• [WHAT TO WORK ON]
What follows is a set of records. Repeat them word for word.

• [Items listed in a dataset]
◆ ◆ ◆ ◆
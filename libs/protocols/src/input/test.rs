//! Simulator-driven input protocol tests.

#![allow(clippy::unwrap_used, clippy::indexing_slicing, clippy::arithmetic_side_effects)]

use super::state::InputState;
use crate::simulator::{InitializedProtocol, Protocol, SymmetricProtocolSimulator};
use anyhow::{anyhow, Error};
use basic_types::PartyId;
use math_lib::modular::{M61Prime, ModularNumber};
use shamir_sharing::secret_sharer::{PartyShares, SecretSharer, ShamirSecretSharer};
use std::sync::Arc;

type Prime = M61Prime;

struct InputProtocol {
    polynomial_degree: u64,
    values_per_party: u32,
}

struct PrepareOutput {
    parties: Vec<PartyId>,
}

impl InputProtocol {
    // The values party `index` contributes, derived from its position so
    // the test can predict them.
    fn party_values(&self, index: usize) -> Vec<ModularNumber<Prime>> {
        (0..self.values_per_party).map(|v| ModularNumber::from_u64((index as u64 + 1) * 100 + u64::from(v))).collect()
    }
}

impl Protocol for InputProtocol {
    type State = InputState<Prime>;
    type PrepareOutput = PrepareOutput;

    fn prepare(&self, parties: &[PartyId]) -> Result<Self::PrepareOutput, Error> {
        let mut parties = parties.to_vec();
        parties.sort();
        Ok(PrepareOutput { parties })
    }

    fn initialize(
        &self,
        party_id: PartyId,
        prepare_output: &Self::PrepareOutput,
    ) -> Result<InitializedProtocol<Self::State>, Error> {
        let index =
            prepare_output.parties.iter().position(|party| party == &party_id).ok_or_else(|| anyhow!("party"))?;
        let sharer = ShamirSecretSharer::new(party_id, self.polynomial_degree, prepare_output.parties.clone())?;
        let (state, messages) = InputState::new(self.party_values(index), Arc::new(sharer))?;
        Ok(InitializedProtocol::new(state, messages))
    }
}

#[test]
fn everyone_holds_shares_of_every_contribution() {
    let protocol = InputProtocol { polynomial_degree: 1, values_per_party: 2 };
    let simulator = SymmetricProtocolSimulator::new(3, 10);
    let (outputs, rounds) = simulator.run_protocol_counting_rounds(&protocol).unwrap();
    assert_eq!(outputs.len(), 3);
    // The whole exchange is a single all-to-all round.
    assert_eq!(rounds, 1);

    // Rebuild a sharer from one party's point of view to recover secrets.
    let mut parties: Vec<_> = outputs.iter().map(|output| output.party_id.clone()).collect();
    parties.sort();
    let sharer = ShamirSecretSharer::<Prime>::new(parties[0].clone(), 1, parties.clone()).unwrap();

    for (contributor_index, contributor) in parties.iter().enumerate() {
        let expected = protocol.party_values(contributor_index);
        for value_index in 0..expected.len() {
            let mut shares: PartyShares<ModularNumber<Prime>> = PartyShares::default();
            for output in &outputs {
                let contribution =
                    output.output.iter().find(|(party, _)| party == contributor).map(|(_, v)| v).unwrap();
                shares.insert(output.party_id.clone(), contribution[value_index]);
            }
            assert_eq!(sharer.recover(shares).unwrap(), expected[value_index]);
        }
    }
}

#[test]
fn zero_threshold_replicates() {
    let protocol = InputProtocol { polynomial_degree: 0, values_per_party: 1 };
    let simulator = SymmetricProtocolSimulator::new(3, 10);
    let outputs = simulator.run_protocol(&protocol).unwrap();

    let mut parties: Vec<_> = outputs.iter().map(|output| output.party_id.clone()).collect();
    parties.sort();

    // With degree zero every "share" is the value itself.
    for output in &outputs {
        for (contributor_index, contributor) in parties.iter().enumerate() {
            let expected = protocol.party_values(contributor_index);
            let contribution = output.output.iter().find(|(party, _)| party == contributor).map(|(_, v)| v).unwrap();
            assert_eq!(contribution, &expected);
        }
    }
}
◆ ◆ ◆ ◆
• [SOLUTION TO THIS TASK]
filename libs/protocols/src/input/test.rs
//! Simulator-driven input protocol tests.

#![allow(clippy::unwrap_used, clippy::indexing_slicing, clippy::arithmetic_side_effects)]

use super::state::InputState;
use crate::simulator::{InitializedProtocol, Protocol, SymmetricProtocolSimulator};
use anyhow::{anyhow, Error};
use basic_types::PartyId;
use math_lib::modular::{M61Prime, ModularNumber};
use shamir_sharing::secret_sharer::{PartyShares, SecretSharer, ShamirSecretSharer};
use std::sync::Arc;

type Prime = M61Prime;

struct InputProtocol {
    polynomial_degree: u64,
    values_per_party: u32,
}

struct PrepareOutput {
    parties: Vec<PartyId>,
}

impl InputProtocol {
    // The values party `index` contributes, derived from its position so
    // the test can predict them.
    fn party_values(&self, index: usize) -> Vec<ModularNumber<Prime>> {
        (0..self.values_per_party).map(|v| ModularNumber::from_u64((index as u64 + 1) * 100 + u64::from(v))).collect()
    }
}

impl Protocol for InputProtocol {
    type State = InputState<Prime>;
    type PrepareOutput = PrepareOutput;

    fn prepare(&self, parties: &[PartyId]) -> Result<Self::PrepareOutput, Error> {
        let mut parties = parties.to_vec();
        parties.sort();
        Ok(PrepareOutput { parties })
    }

    fn initialize(
        &self,
        party_id: PartyId,
        prepare_output: &Self::PrepareOutput,
    ) -> Result<InitializedProtocol<Self::State>, Error> {
        let index =
            prepare_output.parties.iter().position(|party| party == &party_id).ok_or_else(|| anyhow!("party"))?;
        let sharer = ShamirSecretSharer::new(party_id, self.polynomial_degree, prepare_output.parties.clone())?;
        let (state, messages) = InputState::new(self.party_values(index), Arc::new(sharer))?;
        Ok(InitializedProtocol::new(state, messages))
    }
}

#[test]
fn everyone_holds_shares_of_every_contribution() {
    let protocol = InputProtocol { polynomial_degree: 1, values_per_party: 2 };
    let simulator = SymmetricProtocolSimulator::new(3, 10);
    let (outputs, rounds) = simulator.run_protocol_counting_rounds(&protocol).unwrap();
    assert_eq!(outputs.len(), 3);
    // The whole exchange is a single all-to-all round.
    assert_eq!(rounds, 1);

    // Rebuild a sharer from one party's point of view to recover secrets.
    let mut parties: Vec<_> = outputs.iter().map(|output| output.party_id.clone()).collect();
    parties.sort();
    let sharer = ShamirSecretSharer::<Prime>::new(parties[0].clone(), 1, parties.clone()).unwrap();

    for (contributor_index, contributor) in parties.iter().enumerate() {
        let expected = protocol.party_values(contributor_index);
        for value_index in 0..expected.len() {
            let mut shares: PartyShares<ModularNumber<Prime>> = PartyShares::default();
            for output in &outputs {
                let contribution =
                    output.output.iter().find(|(party, _)| party == contributor).map(|(_, v)| v).unwrap();
                shares.insert(output.party_id.clone(), contribution[value_index]);
            }
            assert_eq!(sharer.recover(shares).unwrap(), expected[value_index]);
        }
    }
}

#[test]
fn zero_threshold_replicates() {
    let protocol = InputProtocol { polynomial_degree: 0, values_per_party: 1 };
    let simulator = SymmetricProtocolSimulator::new(3, 10);
    let outputs = simulator.run_protocol(&protocol).unwrap();

    let mut parties: Vec<_> = outputs.iter().map(|output| output.party_id.clone()).collect();
    parties.sort();

    // With degree zero every "share" is the value itself.
    for output in &outputs {
        for (contributor_index, contributor) in parties.iter().enumerate() {
            let expected = protocol.party_values(contributor_index);
            let contribution = output.output.iter().find(|(party, _)| party == contributor).map(|(_, v)| v).unwrap();
            assert_eq!(contribution, &expected);
        }
    }
}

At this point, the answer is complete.